Principle Three: Honesty
Honesty in cannabis etiquette means transparency about what’s in the product, the session, and the situation. The stakes are real. Honesty is the principle that prevents someone from taking a 25mg THC gummy thinking it’s a 5mg, or lighting up in a rental thinking the host is fine with it.
- Disclose dosage and strain. Especially for edibles, where delayed onset and potency variance can turn a nice evening into a greenout. The standard low dose is 5mg THC per serving. Say the number. Put it on the plate.
- Disclose infused vs. non-infused. At an infused dinner party, Chef Leather Storrs and the Cultivating Spirits team (founded 2014 by Philip Wolf) make a point of plating infused and non-infused items on different-colored plates or with visible labels. This is not paranoia. It is hospitality.
- Ask before consuming. At a friend’s house, at an Airbnb, at an outdoor event. “Ask before you consume” is fundamental.

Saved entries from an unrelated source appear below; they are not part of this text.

use super::{Repository, StoreError};
use crate::core::{Catalog, Lesson};

/// Repository kept entirely in memory.
#[derive(Clone, Debug, Default)]
pub struct MemoryStore {
    catalog: Catalog,
}

impl MemoryStore {
    #[must_use]
    pub const fn new(catalog: Catalog) -> Self {
        Self { catalog }
    }

    /// Consumes the store and returns its catalog.
    #[must_use]
    pub fn into_catalog(self) -> Catalog {
        self.catalog
    }
}

impl Repository for MemoryStore {
    fn catalog(&self) -> &Catalog {
        &self.catalog
    }

    fn replace_lessons(&mut self, lessons: Vec<Lesson>) -> Result<(), StoreError> {
        self.catalog.lessons = lessons;
        Ok(())
    }
}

- Be honest with your vet. If a pet accidentally ingests cannabis, the vet needs the truth. They are not law enforcement. They are focused on treating your dog, and Pet Poison Helpline confirms the prognosis with treatment is generally excellent.

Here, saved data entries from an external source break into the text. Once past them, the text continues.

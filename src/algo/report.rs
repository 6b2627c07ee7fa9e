use crate::core::{Catalog, Day, Gene, Group, RoomName, SubjectName, TeacherName, TimeSlot};
use std::fmt::{Display, Formatter, Result};

/// Human-readable timetable: curriculum, group, day, time slot, then the lesson.
pub struct Breakdown<'a> {
    catalog: &'a Catalog,
    schedule: &'a [Gene],
}

impl<'a> Breakdown<'a> {
    #[must_use]
    pub const fn new(catalog: &'a Catalog, schedule: &'a [Gene]) -> Self {
        Self { catalog, schedule }
    }

    fn write_day(&self, f: &mut Formatter<'_>, group: &Group, day: &Day) -> Result {
        writeln!(f, "      {}", day.name)?;
        for time in self.catalog.times() {
            let lessons = self.schedule.iter().filter(|gene| {
                gene.day_id == day.id
                    && gene.time_id == time.id
                    && gene.group_ids.contains(&group.id)
            });
            for gene in lessons {
                self.write_lesson(f, time, gene)?;
            }
        }
        Ok(())
    }

    fn write_lesson(&self, f: &mut Formatter<'_>, time: &TimeSlot, gene: &Gene) -> Result {
        let subject = self.catalog.subject_partition(gene.subject_partition_id);
        let teacher = self.catalog.teacher(gene.teacher_id);
        let room = self.catalog.room(gene.room_id);

        let (Some(subject), Some(teacher), Some(room)) = (subject, teacher, room) else {
            return Ok(());
        };

        writeln!(
            f,
            "         {}: {}, {}, {}",
            time.name,
            SubjectName(subject),
            TeacherName(teacher),
            RoomName(room)
        )
    }
}

impl Display for Breakdown<'_> {
    fn fmt(&self, f: &mut Formatter<'_>) -> Result {
        for curriculum in self.catalog.curricula() {
            writeln!(f, "{}", curriculum.name)?;
            for group in self.catalog.groups_of(curriculum.id) {
                writeln!(f, "   gr. {}", group.name)?;
                for day in self.catalog.days() {
                    self.write_day(f, group, day)?;
                }
            }
            writeln!(f)?;
        }
        Ok(())
    }
}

- Honesty with doctors and pharmacists. If you use cannabis, tell your doctor. Drug interactions are real.
- Honesty in relationships and parenting. How you talk to a teenager about cannabis matters. Hypocrisy undermines credibility. The experts interviewed by NPR in 2025 were unanimous: be honest about your own use if asked.
The Principles in Conflict
Sometimes the three pull in different directions. You’re at a dinner party. The host served infused appetizers without labeling them. Consideration for your fellow guests says you should speak up. Respect for the host says don’t publicly call them out. Honesty says the guests deserve to know what they just ate.
Lizzie Post’s resolution in cases like this is consistent: honesty wins, but you deliver it with respect. You quietly pull the host aside. You suggest a label. You check with the other guests privately. Nobody gets humiliated. Nobody gets accidentally dosed.
How to Use the Framework
When you face a cannabis etiquette question — do I smoke on this balcony, do I tell this coworker, do I ask this dispensary question — try running it through the three:
- Consideration: How does my action affect the people around me (and the people next door, and the people downstairs)?
- Respect: Am I honoring the choices and boundaries of everyone involved?
- Honesty: Am I being transparent about what’s happening?
If the answer to all three is yes, proceed. If any is no, adjust until it’s yes. That’s the framework. Everything else on this site — the passing direction, the tipping norms, the 420 history, the TSA rules — is those three words applied to specific situations.